One of the merchants, Mr. Francis Okeke of Bahali Stores, had decried the slow start of the cashless policy and blamed it on the attitude of the uneducated who more in number than the enlightened ones willing to use cards for transactions.
He had also called on telecommunications firms to put in more effort to transform the poor network situation that most users of PoS were complaining about.
"We are not able to use the device as often as we want because of network problems. Also people find it difficult to operate the PoS device because there are several menus on it that are hard for even the educated customers to operate," he had said.
Currency in Circulation
The CBN last week said the total value of currency-in circulation fell slightly by 0.7 per cent to N1.422 trillion as at April this year, as against the N1.412 trillion it was the previous month.
The apex bank had said the development reflected, wholly, the 2.7 per cent decline in currency outside banks. It had also showed that relative to end-December 2011, currency in circulation fell by 9.2 per cent.
It had added: "Total deposits at the CBN amounted to N5.986 trillion, indicating an increase of 7.1 per cent above the level at the end of the preceding month. The development reflected, largely, the increases in all its components, namely Deposit Money Banks (DMBs), "others" and federal government deposits.
"Of the total deposits, the percentage shares of the federal government, banks and "others" were 69.7, 19.5 and 10.8 per cent, respectively, compared with 70, 20 and 10 per cent in the preceding month."
The Federal Ministry of Finance and the Budget Office of the Federation (BOF) last week disclosed plans to engage the general public, particularly the Organised Private Sector (OPS) and civil society groups in order to securing their input in the preparation of the 2013 federal budget.
To this end, an event tagged: "Budget 2013 Consultative Forum", is to be hosted by the Coordinating Minister for the Economy and Minister of Finance, Dr. Ngozi Okonjo-Iweala, in Lagos and Abuja this week.
BOF Director-General, Dr. Bright Okogu, had said the consultative session was part of the work needed to ensure compliance with President Goodluck Jonathan's directive that the 2013 budget should be ready for submission to the National Assembly by September, 2012.

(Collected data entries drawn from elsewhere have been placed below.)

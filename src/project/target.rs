//! Building a set of root units into ordered bytecode.

use std::sync::Arc;

use rayon::prelude::*;
use rustc_hash::{FxHashMap, FxHashSet};
use tracing::{info, warn};

use crate::error::{CompileError, Result};
use crate::hir::{CompilationUnit, Problem, UnitId};

use super::project::Project;

/// A request failing with a stale generation is retried this many times
/// before the failure is returned.
const MAX_RETRIES: u32 = 3;

/// Result of [`SwfTarget::build`].
#[derive(Debug)]
pub struct BuildOutput {
    /// Units in SWF order, bases before subclasses.
    pub units: Vec<Arc<CompilationUnit>>,
    /// Bytecode per unit, in the same order.
    pub bytecode: Vec<(UnitId, Arc<[u8]>)>,
    pub problems: Vec<Problem>,
}

impl BuildOutput {
    pub fn has_errors(&self) -> bool {
        self.problems.iter().any(Problem::is_error)
    }

    /// All bytecode concatenated in order.
    pub fn concatenated(&self) -> Vec<u8> {
        self.bytecode.iter().flat_map(|(_, bytes)| bytes.iter().copied()).collect()
    }
}

/// Builds the units reachable from a set of roots.
#[derive(Clone, Debug)]
pub struct SwfTarget {
    project: Arc<Project>,
}

impl SwfTarget {
    pub fn new(project: Arc<Project>) -> Self {
        Self { project }
    }

    /// Analyze every unit reachable from `roots`, then generate bytecode
    /// in SWF order. Units whose source cannot be read are skipped.
    #[tracing::instrument(skip(self, roots), fields(project = %self.project.id(), roots = roots.len()))]
    pub fn build(&self, roots: &[UnitId]) -> Result<BuildOutput> {
        let project = Project::enter(&self.project)?;
        let parallel = project.use_parallel_code_generation();
        let token = project.cancellation_token();

        let mut seen: FxHashSet<UnitId> = FxHashSet::default();
        let mut skipped: FxHashSet<UnitId> = FxHashSet::default();
        let mut retries: FxHashMap<UnitId, u32> = FxHashMap::default();
        let mut wave: Vec<Arc<CompilationUnit>> = Vec::new();
        for root in roots {
            let unit = project
                .unit(*root)
                .ok_or_else(|| CompileError::InvalidUnit(root.to_string().into()))?;
            if seen.insert(*root) {
                wave.push(unit);
            }
        }

        let mut waves = 0usize;
        while !wave.is_empty() {
            if token.is_cancelled() {
                return Err(CompileError::Interrupted);
            }
            waves += 1;
            let results: Vec<(Arc<CompilationUnit>, Result<()>)> = if parallel {
                wave.par_iter()
                    .map(|unit| (unit.clone(), unit.outgoing_dependencies().map(|_| ())))
                    .collect()
            } else {
                wave.iter()
                    .map(|unit| (unit.clone(), unit.outgoing_dependencies().map(|_| ())))
                    .collect()
            };

            let mut next = Vec::new();
            for (unit, result) in results {
                match result {
                    Ok(()) => {}
                    Err(err) if err.is_unit_local() => {
                        warn!(unit = %unit.id(), error = %err, "skipping unit");
                        skipped.insert(unit.id());
                        continue;
                    }
                    Err(err) if err.is_interrupted() && !token.is_cancelled() => {
                        let count = retries.entry(unit.id()).or_default();
                        *count += 1;
                        if *count > MAX_RETRIES {
                            return Err(err);
                        }
                        next.push(unit);
                        continue;
                    }
                    Err(err) => return Err(err),
                }
                for dependency in project.direct_dependencies(unit.id()) {
                    if seen.insert(dependency) {
                        if let Some(unit) = project.unit(dependency) {
                            next.push(unit);
                        }
                    }
                }
            }
            wave = next;
        }

        let units: Vec<Arc<CompilationUnit>> = project
            .reachable_compilation_units_in_swf_order(roots)
            .into_iter()
            .filter(|unit| !skipped.contains(&unit.id()))
            .collect();

        let generated: Vec<(UnitId, Result<Arc<[u8]>>)> = if parallel {
            units
                .par_iter()
                .map(|unit| (unit.id(), bytes_of(unit)))
                .collect()
        } else {
            units.iter().map(|unit| (unit.id(), bytes_of(unit))).collect()
        };

        let mut bytecode = Vec::with_capacity(generated.len());
        for (unit, result) in generated {
            match result {
                Ok(bytes) => bytecode.push((unit, bytes)),
                Err(err) if err.is_unit_local() => {
                    warn!(unit = %unit, error = %err, "no bytecode for unit");
                    skipped.insert(unit);
                }
                Err(err) => return Err(err),
            }
        }
        let units: Vec<_> = units.into_iter().filter(|unit| !skipped.contains(&unit.id())).collect();

        let problems = project.problems();
        info!(
            waves,
            units = units.len(),
            skipped = skipped.len(),
            problems = problems.len(),
            "build finished"
        );
        Ok(BuildOutput {
            units,
            bytecode,
            problems,
        })
    }
}

fn bytes_of(unit: &CompilationUnit) -> Result<Arc<[u8]>> {
    Ok(unit.abc_bytes()?.bytes.clone())
}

Okogu had added that his office was open to views, opinion and relevant contributions from all stakeholders that would enhance the quality of the budget. He had also said the forum was in line with the provision of the Fiscal Responsibility Act 2007.
Fuel Subsidy Probe Report
President Goodluck Ebele Jonathan last week established a presidential committee to verify and reconcile the findings of the technical committee set up by the Federal Ministry of Finance to conduct a detailed review of all subsidy claims and payments made in 2011.
The 15-member committee, headed by the Managing Director, Access Bank Plc, Mr. Aigboje Aig-Imoukhuede, is expected to turn in its report by July 13. Providing clarification into the establishment of yet another committee on the management of the subsidy scheme, presidency sources had informed THISDAY that since the president received the report of the technical committee set up by the finance ministry, he had studied it and its recommendations.
Treasury Bills Yields
The anticipated growth in lending by banks is being inhibited by high yields or returns they realise from treasury bills in the market, analysts at Renaissance Capital (RenCap) said last week.
RenCap had pointed out that commercial banks have become risk averse, thus showing a preference for investment in fixed income securities such as treasury bills.
The financial advisory firm had reviewed downward, its forecast of between 25 to 30 per cent banking sector loan book growth, to between 15 and 20 per cent. It listed Access Bank Plc, First Bank of Nigeria Plc, Guaranty Trust Bank Plc (GTB), United Bank for Africa (UBA) Plc and Zenith Bank Plc as the 'big five'. According to the report, increasing competition for blue-chip corporate account from the tier 2 banks was also affecting the loan book growth of the top five banks.